Some recent research promises to support fake-detection efforts. Researchers at Binghamton University (SUNY) and Intel created software that takes advantage of the fact that real videos of people contain physiological signals that are not visible to the eye.

In particular, video of a person’s face contains subtle shifts in color that result from pulses in blood circulation. You might imagine that these changes would be too minute to detect merely from a video, but viewing videos that have been enhanced to exaggerate these color shifts will quickly disabuse you of that notion. 

This phenomenon forms the basis of a technique called photoplethysmography, or PPG for short, which can be used, for example, to monitor newborns without having to attach anything to their very sensitive skin.

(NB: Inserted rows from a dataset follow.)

//! `perftools.profiles` messages, the pprof wire format.
//!
//! Field numbers follow https://github.com/google/pprof/blob/main/proto/profile.proto.
//! String fields are indices into `Profile::string_table`, whose first entry is
//! always "".

#[derive(Clone, PartialEq, ::prost::Message)]
pub struct Profile {
    #[prost(message, repeated, tag = "1")]
    pub sample_type: ::prost::alloc::vec::Vec<ValueType>,
    #[prost(message, repeated, tag = "2")]
    pub sample: ::prost::alloc::vec::Vec<Sample>,
    #[prost(message, repeated, tag = "3")]
    pub mapping: ::prost::alloc::vec::Vec<Mapping>,
    #[prost(message, repeated, tag = "4")]
    pub location: ::prost::alloc::vec::Vec<Location>,
    #[prost(message, repeated, tag = "5")]
    pub function: ::prost::alloc::vec::Vec<Function>,
    #[prost(string, repeated, tag = "6")]
    pub string_table: ::prost::alloc::vec::Vec<::prost::alloc::string::String>,
    #[prost(int64, tag = "7")]
    pub drop_frames: i64,
    #[prost(int64, tag = "8")]
    pub keep_frames: i64,
    /// Time of collection (UTC) in nanoseconds past the epoch.
    #[prost(int64, tag = "9")]
    pub time_nanos: i64,
    #[prost(int64, tag = "10")]
    pub duration_nanos: i64,
    #[prost(message, optional, tag = "11")]
    pub period_type: ::core::option::Option<ValueType>,
    #[prost(int64, tag = "12")]
    pub period: i64,
    #[prost(int64, repeated, tag = "13")]
    pub comment: ::prost::alloc::vec::Vec<i64>,
    #[prost(int64, tag = "14")]
    pub default_sample_type: i64,
}

#[derive(Clone, PartialEq, ::prost::Message)]
pub struct ValueType {
    #[prost(int64, tag = "1")]
    pub r#type: i64,
    #[prost(int64, tag = "2")]
    pub unit: i64,
}

#[derive(Clone, PartialEq, ::prost::Message)]
pub struct Sample {
    /// Leaf location first.
    #[prost(uint64, repeated, tag = "1")]
    pub location_id: ::prost::alloc::vec::Vec<u64>,
    #[prost(int64, repeated, tag = "2")]
    pub value: ::prost::alloc::vec::Vec<i64>,
    #[prost(message, repeated, tag = "3")]
    pub label: ::prost::alloc::vec::Vec<Label>,
}

#[derive(Clone, PartialEq, ::prost::Message)]
pub struct Label {
    #[prost(int64, tag = "1")]
    pub key: i64,
    #[prost(int64, tag = "2")]
    pub str: i64,
    #[prost(int64, tag = "3")]
    pub num: i64,
    #[prost(int64, tag = "4")]
    pub num_unit: i64,
}

#[derive(Clone, PartialEq, ::prost::Message)]
pub struct Mapping {
    #[prost(uint64, tag = "1")]
    pub id: u64,
    #[prost(uint64, tag = "2")]
    pub memory_start: u64,
    #[prost(uint64, tag = "3")]
    pub memory_limit: u64,
    #[prost(uint64, tag = "4")]
    pub file_offset: u64,
    #[prost(int64, tag = "5")]
    pub filename: i64,
    #[prost(int64, tag = "6")]
    pub build_id: i64,
    #[prost(bool, tag = "7")]
    pub has_functions: bool,
    #[prost(bool, tag = "8")]
    pub has_filenames: bool,
    #[prost(bool, tag = "9")]
    pub has_line_numbers: bool,
    #[prost(bool, tag = "10")]
    pub has_inline_frames: bool,
}

#[derive(Clone, PartialEq, ::prost::Message)]
pub struct Location {
    #[prost(uint64, tag = "1")]
    pub id: u64,
    #[prost(uint64, tag = "2")]
    pub mapping_id: u64,
    #[prost(uint64, tag = "3")]
    pub address: u64,
    /// Inlined frames, callee first; the last entry is the caller.
    #[prost(message, repeated, tag = "4")]
    pub line: ::prost::alloc::vec::Vec<Line>,
    #[prost(bool, tag = "5")]
    pub is_folded: bool,
}

#[derive(Clone, PartialEq, ::prost::Message)]
pub struct Line {
    #[prost(uint64, tag = "1")]
    pub function_id: u64,
    #[prost(int64, tag = "2")]
    pub line: i64,
}

#[derive(Clone, PartialEq, ::prost::Message)]
pub struct Function {
    #[prost(uint64, tag = "1")]
    pub id: u64,
    #[prost(int64, tag = "2")]
    pub name: i64,
    #[prost(int64, tag = "3")]
    pub system_name: i64,
    #[prost(int64, tag = "4")]
    pub filename: i64,
    #[prost(int64, tag = "5")]
    pub start_line: i64,
}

Deep fakes don’t lack such circulation-induced shifts in color, but they don’t recreate them with high fidelity. The researchers found that “biological signals are not coherently preserved in different synthetic facial parts” and that “synthetic content does not contain frames with stable PPG.” Translation: Deep fakes can’t convincingly mimic how your pulse shows up in your face.

According to spectrum.ieee.org, the inconsistencies in PPG signals found in deep fakes provided these researchers with the basis for a deep-learning system of their own, dubbed FakeCatcher, which can categorize videos of a person’s face as either real or fake with greater than 90 percent accuracy. And these same three researchers followed this study with another demonstrating that this approach can be applied not only to revealing that a video is fake, but also to show what software was used to create it.

Will a newer generation of deep-fake generators someday be able to outwit this physiology-based approach to detection? No doubt, that will eventually happen. But for the moment, knowing that there’s a promising new means available to thwart fraudulent videos is encouraging.